Live Free or Die Hard (USA, 2007)
di Len Wiseman
con Bruce Willis, Justin Long, Timothy Olyphant, Maggie Q, Cliff Curtis, Mary Elizabeth Winstead


Quando, venti giorni fa, sono andato a vedere questo nuovo Die Hard, sono uscito dal cinema convinto di volerlo commentare sul blog con una specie di parodia, una presa per i fondelli sullo stile di quanto fatto con Episodio III. Di elementi da perculare ce ne sarebbero del resto non pochi: penso per esempio all'inascoltabile doppiaggio, al fatto che uno dei terroristi è identico a Roberto Donadoni e a tante altre cose che, già mentre guardavo il film, mi immaginavo parodiate. Però, ringraziando lo scazzo, sono appunto passati venti giorni e sinceramente non penso ne valga poi tanto la pena.

C'è comunque da dire che questo Die Hard 4.0 mi ha stupito, innanzitutto perché su Len Wiseman, dopo essere rimasto scottato dal soporifero Underworld, non avrei puntato un soldo. E poi, diciamocelo, la semplice solidità del primo Die Hard è ineguagliabile, anche per il posto mitologico che quel film occupa nell'immaginario collettivo e che gli proietta addosso meriti se vogliamo pure superiori al dovuto. Tant'è che i pur decorosi precedenti sequel vengono - forse ingiustamente - considerati inferiori, anche di ampie spanne.

Ed è pure tenendo in mente questo che considero decisamente riuscito il tentativo di Wiseman, autore di un action movie solido, efficace, divertente. Certo, più che in un regista obiettivamente anonimo e non confrontabile con un vecchio marpione come John McTiernan, i meriti del film stanno soprattutto in Lui. Bruce, uno che a cinquant'anni suonati tiene la scena come quando ne aveva trenta, anche se magari con un filo di atletismo in meno e un pizzico di granitica fisicità in più. Invade lo schermo col suo faccione e la sua presenza, domina il film e lascia gli spiccioli ai suoi compagni di sventura.

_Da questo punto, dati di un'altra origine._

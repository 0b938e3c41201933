//! Diffusion d'un flux unique vers N auditeurs
//!
//! Une tâche productrice draine la [`ChunkSource`] et copie chaque chunk dans
//! la file bornée de chaque client. Le verrou du registre n'est tenu que le
//! temps de copier la liste des clients ; les envois (`try_send`) ont lieu
//! hors verrou et ne bloquent jamais : un client lent perd des chunks, puis
//! est déconnecté après `max_strikes` envois consécutifs sur file pleine.
//!
//! Un nouveau client reçoit d'abord les derniers chunks émis (backlog), pour
//! démarrer sans silence.

use crate::pipeline::ChunkSource;
use crate::settings::StreamSettings;
use bytes::Bytes;
use futures::Stream;
use std::collections::{HashMap, VecDeque};
use std::future::Future;
use std::io;
use std::pin::Pin;
use std::sync::atomic::{AtomicU32, AtomicU64, Ordering};
use std::sync::{Arc, Mutex, Weak};
use std::task::{Context, Poll};
use std::time::Duration;
use tokio::sync::mpsc;
use tokio::sync::mpsc::error::TrySendError;
use tokio::task::JoinHandle;
use tokio::time::{Instant, Sleep};
use tokio_util::sync::CancellationToken;
use tracing::{debug, info, warn};

/// Capacité du canal entre la source et le producteur
const SOURCE_BUFFER: usize = 16;

#[derive(Debug, Clone)]
pub struct BroadcastConfig {
    pub client_queue: usize,
    pub backlog_chunks: usize,
    pub max_strikes: u32,
    pub idle_timeout: Duration,
}

impl Default for BroadcastConfig {
    fn default() -> Self {
        Self::from(&StreamSettings::default())
    }
}

impl From<&StreamSettings> for BroadcastConfig {
    fn from(stream: &StreamSettings) -> Self {
        Self {
            client_queue: stream.client_queue,
            backlog_chunks: stream.backlog_chunks,
            max_strikes: stream.max_strikes,
            idle_timeout: stream.client_idle_timeout,
        }
    }
}

struct ClientSlot {
    tx: mpsc::Sender<Bytes>,
    strikes: Arc<AtomicU32>,
}

#[derive(Default)]
struct Registry {
    clients: HashMap<u64, ClientSlot>,
    backlog: VecDeque<Bytes>,
}

struct Inner {
    registry: Mutex<Registry>,
    next_id: AtomicU64,
    chunks: AtomicU64,
    config: BroadcastConfig,
}

impl Inner {
    fn registry(&self) -> std::sync::MutexGuard<'_, Registry> {
        self.registry.lock().unwrap_or_else(|p| p.into_inner())
    }

    fn remove(&self, id: u64) -> bool {
        self.registry().clients.remove(&id).is_some()
    }

    /// Copie un chunk vers tous les clients enregistrés
    fn dispatch(&self, chunk: Bytes) {
        let targets: Vec<(u64, mpsc::Sender<Bytes>, Arc<AtomicU32>)> = {
            let mut registry = self.registry();
            if self.config.backlog_chunks > 0 {
                if registry.backlog.len() >= self.config.backlog_chunks {
                    registry.backlog.pop_front();
                }
                registry.backlog.push_back(chunk.clone());
            }
            registry
                .clients
                .iter()
                .map(|(id, slot)| (*id, slot.tx.clone(), slot.strikes.clone()))
                .collect()
        };
        self.chunks.fetch_add(1, Ordering::Relaxed);

        let mut dead = Vec::new();
        for (id, tx, strikes) in targets {
            match tx.try_send(chunk.clone()) {
                Ok(()) => strikes.store(0, Ordering::Relaxed),
                Err(TrySendError::Full(_)) => {
                    let count = strikes.fetch_add(1, Ordering::Relaxed) + 1;
                    if count >= self.config.max_strikes {
                        warn!(client = id, "Client too slow, disconnecting");
                        dead.push(id);
                    }
                }
                Err(TrySendError::Closed(_)) => dead.push(id),
            }
        }

        if !dead.is_empty() {
            let mut registry = self.registry();
            for id in dead {
                registry.clients.remove(&id);
            }
        }
    }
}

/// Diffuseur : une source, N clients
pub struct Broadcaster {
    inner: Arc<Inner>,
    stop: CancellationToken,
    tasks: Mutex<Vec<JoinHandle<()>>>,
}

impl Broadcaster {
    /// Démarre la source et la tâche de diffusion
    pub fn start(source: Box<dyn ChunkSource>, config: BroadcastConfig) -> Self {
        let inner = Arc::new(Inner {
            registry: Mutex::new(Registry::default()),
            next_id: AtomicU64::new(1),
            chunks: AtomicU64::new(0),
            config,
        });
        let stop = CancellationToken::new();
        let (tx, mut rx) = mpsc::channel::<Bytes>(SOURCE_BUFFER);

        let source_task = tokio::spawn(source.run(tx, stop.child_token()));

        let producer_inner = inner.clone();
        let producer_stop = stop.clone();
        let producer_task = tokio::spawn(async move {
            loop {
                tokio::select! {
                    _ = producer_stop.cancelled() => break,
                    chunk = rx.recv() => match chunk {
                        Some(chunk) => producer_inner.dispatch(chunk),
                        None => {
                            info!("Chunk source ended");
                            break;
                        }
                    },
                }
            }
            // Les clients voient leur flux se terminer
            producer_inner.registry().clients.clear();
            debug!("Broadcast producer stopped");
        });

        Self {
            inner,
            stop,
            tasks: Mutex::new(vec![source_task, producer_task]),
        }
    }

    /// Enregistre un nouvel auditeur
    ///
    /// La file du client est pré-remplie avec le backlog, puis reçoit chaque
    /// nouveau chunk. Le flux retourné se termine quand la source s'arrête,
    /// quand le client est déconnecté pour lenteur, ou après `idle_timeout`
    /// sans données (erreur `TimedOut`).
    ///
    /// # Returns
    ///
    /// Un [`ClientStream`] qui se désinscrit du diffuseur quand il est relâché.
    pub fn connect(&self) -> ClientStream {
        let id = self.inner.next_id.fetch_add(1, Ordering::Relaxed);
        let config = &self.inner.config;
        let capacity = config.client_queue.max(config.backlog_chunks + 1).max(1);
        let (tx, rx) = mpsc::channel(capacity);

        let listeners = {
            let mut registry = self.inner.registry();
            for chunk in &registry.backlog {
                let _ = tx.try_send(chunk.clone());
            }
            if !self.stop.is_cancelled() {
                registry.clients.insert(
                    id,
                    ClientSlot {
                        tx,
                        strikes: Arc::new(AtomicU32::new(0)),
                    },
                );
            }
            registry.clients.len()
        };
        info!(client = id, listeners, "Listener connected");

        ClientStream {
            id,
            rx,
            inner: Arc::downgrade(&self.inner),
            idle_timeout: config.idle_timeout,
            idle: Box::pin(tokio::time::sleep(config.idle_timeout)),
            finished: false,
        }
    }

    /// Retire un auditeur ; son flux se termine une fois sa file vidée
    pub fn disconnect(&self, id: u64) -> bool {
        self.inner.remove(id)
    }

    pub fn client_count(&self) -> usize {
        self.inner.registry().clients.len()
    }

    /// Nombre total de chunks diffusés
    pub fn chunks_broadcast(&self) -> u64 {
        self.inner.chunks.load(Ordering::Relaxed)
    }

    /// Arrête la source et la diffusion, puis attend la fin des tâches
    pub async fn shutdown(&self) {
        self.stop.cancel();
        let tasks: Vec<_> = self
            .tasks
            .lock()
            .unwrap_or_else(|p| p.into_inner())
            .drain(..)
            .collect();
        for task in tasks {
            let _ = task.await;
        }
        self.inner.registry().clients.clear();
    }
}

impl Drop for Broadcaster {
    fn drop(&mut self) {
        self.stop.cancel();
    }
}

/// Flux d'un auditeur
///
/// Se termine quand l'auditeur est retiré ou que la diffusion s'arrête ;
/// produit une erreur `TimedOut` si aucun chunk n'arrive pendant
/// `idle_timeout`. Se désinscrit lorsqu'il est détruit.
pub struct ClientStream {
    id: u64,
    rx: mpsc::Receiver<Bytes>,
    inner: Weak<Inner>,
    idle_timeout: Duration,
    idle: Pin<Box<Sleep>>,
    finished: bool,
}

impl ClientStream {
    pub fn id(&self) -> u64 {
        self.id
    }

    fn unregister(&self) {
        if let Some(inner) = self.inner.upgrade() {
            if inner.remove(self.id) {
                debug!(client = self.id, "Listener unregistered");
            }
        }
    }
}

impl Stream for ClientStream {
    type Item = io::Result<Bytes>;

    fn poll_next(mut self: Pin<&mut Self>, cx: &mut Context<'_>) -> Poll<Option<Self::Item>> {
        let this = &mut *self;
        if this.finished {
            return Poll::Ready(None);
        }

        match this.rx.poll_recv(cx) {
            Poll::Ready(Some(chunk)) => {
                let deadline = Instant::now() + this.idle_timeout;
                this.idle.as_mut().reset(deadline);
                Poll::Ready(Some(Ok(chunk)))
            }
            Poll::Ready(None) => {
                this.finished = true;
                Poll::Ready(None)
            }
            Poll::Pending => match this.idle.as_mut().poll(cx) {
                Poll::Ready(()) => {
                    this.finished = true;
                    this.unregister();
                    warn!(client = this.id, "Listener starved, closing stream");
                    Poll::Ready(Some(Err(io::Error::new(
                        io::ErrorKind::TimedOut,
                        "no audio data received",
                    ))))
                }
                Poll::Pending => Poll::Pending,
            },
        }
    }
}

impl Drop for ClientStream {
    fn drop(&mut self) {
        self.unregister();
        debug!(client = self.id, "Listener disconnected");
    }
}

Gli sceneggiatori lo sanno e gli costruiscono tutto attorno, ricamando una lunga serie di scene in cui permettergli di sfottere i suoi avversari a suon di battutone e strizzare l'occhio "autocitandosi" senza tregua. Oltre a lui, comunque, sono efficaci un po' tutti i personaggi, a partire da un Timothy Olyphant che non ha il carisma elegante di Alan Rickman e Jeremy Irons, ma svolge bene il suo ruolo di impreparata vittima del sarcasmo di McClane. E poi ci sono una spalla giovane e simpatica, una figlia che si rivela personaggio azzeccato ed efficace contraltare alle battute del padre e una terrorista dagli occhi a mandorla insopportabile come il ruolo richiede.

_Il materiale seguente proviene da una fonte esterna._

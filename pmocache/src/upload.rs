//! Publication des fichiers locaux vers le blob store
//!
//! Utilisé par l'outillage d'import : chaque piste absente du bucket est
//! déposée avec la classe de stockage demandée.

use crate::blob::BlobStore;
use crate::error::Result;
use bytes::Bytes;
use std::path::Path;
use tracing::{info, warn};

/// Bilan d'une synchronisation
#[derive(Debug, Default, Clone, PartialEq, Eq)]
pub struct UploadReport {
    pub uploaded: Vec<String>,
    pub skipped: Vec<String>,
    pub failed: Vec<String>,
}

/// Dépose dans `store` chaque `<dir>/<id>.<extension>` dont l'objet n'existe pas encore
///
/// Une erreur sur une piste n'interrompt pas les suivantes.
pub async fn upload_missing<I, S>(
    store: &dyn BlobStore,
    dir: &Path,
    extension: &str,
    ids: I,
    storage_class: &str,
) -> Result<UploadReport>
where
    I: IntoIterator<Item = S>,
    S: AsRef<str>,
{
    let mut report = UploadReport::default();

    for id in ids {
        let id = id.as_ref();
        match store.exists(id).await {
            Ok(true) => {
                report.skipped.push(id.to_string());
                continue;
            }
            Ok(false) => {}
            Err(e) => {
                warn!(id, "Existence check failed: {}", e);
                report.failed.push(id.to_string());
                continue;
            }
        }

        let path = dir.join(format!("{}.{}", id, extension));
        let data = match tokio::fs::read(&path).await {
            Ok(data) => Bytes::from(data),
            Err(e) => {
                warn!(id, path = %path.display(), "Cannot read local file: {}", e);
                report.failed.push(id.to_string());
                continue;
            }
        };

        match store.put(id, data, storage_class).await {
            Ok(()) => {
                info!(id, storage_class, "Uploaded");
                report.uploaded.push(id.to_string());
            }
            Err(e) => {
                warn!(id, "Upload failed: {}", e);
                report.failed.push(id.to_string());
            }
        }
    }

    Ok(report)
}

Ma oltre all'azione spettacolare, devastante, completamente fuori dal comune e dal credibile, Len Wiseman si concede perfino di sbattere dentro al film qualche vago accenno di contenuto. Una lieve riflessione sullo scomparso eroismo, una fugace e magari anche involontaria simbolica genialata in quel trucchetto della Casa Bianca brasata al suolo, un banale ma sempre efficace contrasto fra il vecchio e romantico protagonista di celluloide e la nuova era digitale, nella quale il nostro eroe si trova inizialmente spaesato e impreparato, ma che alla fine sconfigge dall'interno, come e peggio di un virus informatico.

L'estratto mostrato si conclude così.